Нам дали комнату на Приморском бульваре недалеко от моря. Мама устроилась на работу, а мы, пацаны, были предоставлены сами себе. Город, почти полностью разрушенный, приходил в себя после недавнего освобождения от фашистов. Сейчас это трудно представить, но все мы, 6-10-летние мальчишки, были вооружены: кто «Парабеллумом», кто «ТТ», а я имел «Вальтер». Когда находили в окопах или землянках патроны, то устраивали стрельбы по бутылкам и банкам. О риске для себя никто из нас не задумывался, хотя каждую неделю кто-то из мальчишек погибал или становился калекой… Однажды, купаясь в тёплом море, мы заметили сидящую вдали на мелководье огромную корабельную контактную мину с «рогами», которые при ударе о корпус корабля работают как детонаторы. Мы, дурачьё, плавали вокруг этой страшной громадины, заросшей илом и ракушками, пробуя раскачать её за «рога» – но мина уже давно болталась в море и колпаки сильно проржавели, не поддаваясь нашим ручонкам. При том я помню, что мы хорошо знали о потенциальной опасности!

Совсем потеряв чувство меры мы смеялись и шутили, обзывая этого монстра всякими обидными словами – а потом Шура, самый старший из нас, предложил сыграть в «русскую рулетку»: тот, кому выпадет жребий, должен ударить железной трубой по «рогу». Жребий выпал на самого младшего, 6-летнего Лёху. Когда мы все были на берегу и попрятались на всякий случай кто где, Шурка дал знак взмахом своей грязно-белой майки, а Лёха, держась рукой за один из «рогов», с размаху ударил по другому трубой…
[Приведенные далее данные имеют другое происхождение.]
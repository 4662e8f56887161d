use std::{
    collections::{BTreeMap, BTreeSet},
    sync::Arc,
};

use chrono::NaiveDate;
use ndarray::{Array1, Array2};
use polars::{
    frame::DataFrame,
    prelude::{Column, DataType, Field, Schema, SchemaRef},
};
use serde::{Deserialize, Serialize};
use strum::{Display, EnumIter, EnumString, IntoEnumIterator, IntoStaticStr};
use tracing::{debug, instrument, warn};

use crate::{
    calculator::returns::ReturnTable,
    data::{allocation::AllocationSet, domain::InstrumentId},
    error::{DataError, FolioError, FolioResult},
    impl_col_name,
    report::{
        io::{Report, ReportName, ToSchema},
        polars_ext::polars_to_folio_error,
    },
};

// ================================================================================================
// Wide Pivot
// ================================================================================================

/// Log returns pivoted into a `date x instrument` matrix.
///
/// A cell is `None` where the instrument has no return on that date.
#[derive(Debug, Clone, PartialEq)]
pub struct ReturnPivot {
    instruments: Vec<InstrumentId>,
    dates: Vec<NaiveDate>,
    values: Array2<Option<f64>>,
}

impl ReturnPivot {
    pub fn from_table(table: &ReturnTable) -> Self {
        Self::from_observations(
            table
                .rows()
                .iter()
                .map(|r| (r.instrument_id.clone(), r.date, r.log_return)),
        )
    }

    /// Builds the pivot from `(instrument, date, value)` triples.
    ///
    /// Columns are ordered by instrument key, rows by date. A repeated
    /// `(instrument, date)` keeps the last value.
    pub fn from_observations(
        observations: impl IntoIterator<Item = (InstrumentId, NaiveDate, f64)>,
    ) -> Self {
        let mut by_instrument = BTreeMap::<InstrumentId, BTreeMap<NaiveDate, f64>>::new();
        for (id, date, value) in observations {
            by_instrument.entry(id).or_default().insert(date, value);
        }

        let dates = by_instrument
            .values()
            .flat_map(|series| series.keys().copied())
            .collect::<BTreeSet<_>>()
            .into_iter()
            .collect::<Vec<_>>();
        let instruments = by_instrument.keys().cloned().collect::<Vec<_>>();

        let values = Array2::from_shape_fn((dates.len(), instruments.len()), |(row, col)| {
            by_instrument
                .get(&instruments[col])
                .and_then(|series| series.get(&dates[row]))
                .copied()
        });

        Self {
            instruments,
            dates,
            values,
        }
    }

    pub fn instruments(&self) -> &[InstrumentId] {
        &self.instruments
    }

    pub fn dates(&self) -> &[NaiveDate] {
        &self.dates
    }

    /// Values of two columns on the dates where both are observed.
    fn overlap(&self, a: usize, b: usize) -> Vec<(f64, f64)> {
        self.values
            .column(a)
            .iter()
            .zip(self.values.column(b).iter())
            .filter_map(|(x, y)| Some(((*x)?, (*y)?)))
            .collect()
    }
}

// ================================================================================================
// Covariance
// ================================================================================================

/// Pairwise-complete sample covariance of instrument log returns.
///
/// Every entry `(i, j)` uses only the dates on which both instruments have a
/// return, with its own means and `n - 1` denominator. The matrix is symmetric
/// but not guaranteed to be positive semi-definite.
#[derive(Debug, Clone, PartialEq)]
pub struct CovarianceMatrix {
    instruments: Vec<InstrumentId>,
    matrix: Array2<f64>,
    overlaps: Array2<usize>,
}

impl CovarianceMatrix {
    #[instrument(skip(table), fields(records = table.len()))]
    pub fn compute(table: &ReturnTable) -> FolioResult<Self> {
        Self::from_pivot(&ReturnPivot::from_table(table))
    }

    /// # Errors
    /// `DataError::InsufficientData` if any pair overlaps on fewer than two dates.
    pub fn from_pivot(pivot: &ReturnPivot) -> FolioResult<Self> {
        let n = pivot.instruments.len();
        let mut matrix = Array2::<f64>::zeros((n, n));
        let mut overlaps = Array2::<usize>::zeros((n, n));

        for i in 0..n {
            for j in i..n {
                let pairs = pivot.overlap(i, j);
                let cov = pairwise_covariance(&pairs).ok_or_else(|| {
                    DataError::InsufficientData {
                        context: format!(
                            "covariance of {} and {}",
                            pivot.instruments[i], pivot.instruments[j]
                        ),
                        required: 2,
                        found: pairs.len(),
                    }
                })?;
                matrix[[i, j]] = cov;
                matrix[[j, i]] = cov;
                overlaps[[i, j]] = pairs.len();
                overlaps[[j, i]] = pairs.len();
            }
        }

        debug!(instruments = n, dates = pivot.dates.len(), "Computed covariance matrix");
        Ok(Self {
            instruments: pivot.instruments.clone(),
            matrix,
            overlaps,
        })
    }

    /// Column (and row) order of the matrix.
    pub fn instruments(&self) -> &[InstrumentId] {
        &self.instruments
    }

    pub fn matrix(&self) -> &Array2<f64> {
        &self.matrix
    }

    fn index_of(&self, id: &InstrumentId) -> Option<usize> {
        self.instruments.iter().position(|i| i == id)
    }

    pub fn get(&self, a: &InstrumentId, b: &InstrumentId) -> Option<f64> {
        Some(self.matrix[[self.index_of(a)?, self.index_of(b)?]])
    }

    /// Number of dates the pair `(a, b)` was computed from.
    pub fn overlap(&self, a: &InstrumentId, b: &InstrumentId) -> Option<usize> {
        Some(self.overlaps[[self.index_of(a)?, self.index_of(b)?]])
    }

    /// The same matrix with rows and columns permuted into `order`.
    ///
    /// # Errors
    /// - `DataError::MisalignedOrder` if `order` repeats an id or has a
    ///   different length than the matrix.
    /// - `DataError::MissingSeries` if `order` names an unknown instrument.
    pub fn reordered(&self, order: &[InstrumentId]) -> FolioResult<Self> {
        let unique = order.iter().collect::<BTreeSet<_>>().len();
        if unique != order.len() || order.len() != self.instruments.len() {
            return Err(DataError::MisalignedOrder(format!(
                "{} ids ({unique} unique) for {} columns",
                order.len(),
                self.instruments.len()
            ))
            .into());
        }

        let idx = order
            .iter()
            .map(|id| {
                self.index_of(id)
                    .ok_or_else(|| DataError::MissingSeries(id.to_string()).into())
            })
            .collect::<FolioResult<Vec<_>>>()?;

        let n = idx.len();
        Ok(Self {
            instruments: order.to_vec(),
            matrix: Array2::from_shape_fn((n, n), |(i, j)| self.matrix[[idx[i], idx[j]]]),
            overlaps: Array2::from_shape_fn((n, n), |(i, j)| self.overlaps[[idx[i], idx[j]]]),
        })
    }
}

fn pairwise_covariance(pairs: &[(f64, f64)]) -> Option<f64> {
    if pairs.len() < 2 {
        return None;
    }
    let n = pairs.len() as f64;
    let mean_x = pairs.iter().map(|(x, _)| x).sum::<f64>() / n;
    let mean_y = pairs.iter().map(|(_, y)| y).sum::<f64>() / n;
    let sum = pairs
        .iter()
        .map(|(x, y)| (x - mean_x) * (y - mean_y))
        .sum::<f64>();
    Some(sum / (n - 1.0))
}

// ================================================================================================
// Portfolio Risk
// ================================================================================================

/// `sqrt(w' Σ w)` of daily log returns.
#[derive(Debug, Clone, Copy, PartialEq, Serialize, Deserialize)]
pub struct PortfolioRisk {
    pub variance: f64,
    pub volatility: f64,
}

impl PortfolioRisk {
    /// Aligns weights to the matrix columns by instrument key.
    ///
    /// # Errors
    /// - `DataError::MissingWeight` if a matrix column has no allocation.
    /// - `DataError::NegativeVariance` if `w' Σ w < 0`, which an indefinite
    ///   pairwise matrix can produce.
    #[instrument(skip_all, fields(instruments = covariance.instruments().len()))]
    pub fn compute(covariance: &CovarianceMatrix, allocations: &AllocationSet) -> FolioResult<Self> {
        let weights = covariance
            .instruments()
            .iter()
            .map(|id| {
                allocations
                    .weight_of(id)
                    .map(|w| w.value())
                    .ok_or_else(|| DataError::MissingWeight(id.to_string()).into())
            })
            .collect::<FolioResult<Vec<_>>>()?;

        for id in allocations
            .instrument_ids()
            .filter(|id| !covariance.instruments().contains(id))
        {
            warn!(instrument = %id, "Ignoring allocation absent from the covariance matrix");
        }

        let w = Array1::from(weights);
        let variance = w.dot(&covariance.matrix().dot(&w));
        if variance < 0.0 {
            return Err(DataError::NegativeVariance(variance).into());
        }

        Ok(Self {
            variance,
            volatility: variance.sqrt(),
        })
    }
}

// ================================================================================================
// Presentation
// ================================================================================================

impl ReportName for CovarianceMatrix {
    fn base_name(&self) -> String {
        "covariance".to_string()
    }
}

impl Report for CovarianceMatrix {
    /// Long format, one row per ordered instrument pair.
    fn to_df(&self) -> FolioResult<DataFrame> {
        let n = self.instruments.len();
        let pairs = (0..n)
            .flat_map(|i| (0..n).map(move |j| (i, j)))
            .collect::<Vec<_>>();

        let columns = vec![
            Column::new(
                CovarianceCol::InstrumentA.name(),
                pairs
                    .iter()
                    .map(|(i, _)| self.instruments[*i].as_str())
                    .collect::<Vec<_>>(),
            ),
            Column::new(
                CovarianceCol::InstrumentB.name(),
                pairs
                    .iter()
                    .map(|(_, j)| self.instruments[*j].as_str())
                    .collect::<Vec<_>>(),
            ),
            Column::new(
                CovarianceCol::Overlap.name(),
                pairs
                    .iter()
                    .map(|(i, j)| self.overlaps[[*i, *j]] as u32)
                    .collect::<Vec<_>>(),
            ),
            Column::new(
                CovarianceCol::Covariance.name(),
                pairs
                    .iter()
                    .map(|(i, j)| self.matrix[[*i, *j]])
                    .collect::<Vec<_>>(),
            ),
        ];
        DataFrame::new(columns).map_err(convert_err)
    }
}

impl ToSchema for CovarianceMatrix {
    fn to_schema() -> SchemaRef {
        let fields: Vec<Field> = CovarianceCol::iter()
            .map(|col| {
                let dtype = match col {
                    CovarianceCol::InstrumentA | CovarianceCol::InstrumentB => DataType::String,
                    CovarianceCol::Overlap => DataType::UInt32,
                    CovarianceCol::Covariance => DataType::Float64,
                };
                Field::new(col.into(), dtype)
            })
            .collect();

        Arc::new(Schema::from_iter(fields))
    }
}

#[derive(
    Debug,
    Clone,
    Copy,
    PartialEq,
    Eq,
    Hash,
    Serialize,
    Deserialize,
    EnumString,
    Display,
    EnumIter,
    IntoStaticStr,
)]
#[strum(serialize_all = "snake_case")]
pub enum CovarianceCol {
    InstrumentA,
    InstrumentB,
    Overlap,
    Covariance,
}
impl_col_name!(CovarianceCol);

fn convert_err(e: polars::error::PolarsError) -> FolioError {
    polars_to_folio_error("covariance", e)
}
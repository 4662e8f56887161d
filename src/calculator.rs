pub mod aggregation;
pub mod covariance;
pub mod returns;
pub mod segment;
pub mod volatility;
Огромный столб воды и песка взлетел вверх. От сильнейшего взрыва в домах на набережной повылетали стёкла. Мы все пострадали. Шурке оторвало руку и ногу. Лицо Кольки было всё в крови, посечено камешками и только по счастью он остался зрячим. Остальные пострадали меньше, так как прятались лучше. От Лёшки, естественно, ничего не осталось.

Когда я с женой уже после окончания Мухинского училища приехал в Евпаторию, то узнал, что многие ещё помнят эту историю. А одна женщина рассказала, что воронка, образовавшаяся на дне после взрыва, затягивает воду и люди боятся этого места. Такое вот страшное «эхо прошедшей войны», которое я не могу забыть…

С праздником вас, дорогие и уважаемые наши старшие коллеги и друзья из «Клуба ветеранов» Санкт-Петербургского Союза дизайнеров! Здоровья вам и долгих лет активной творческой жизни!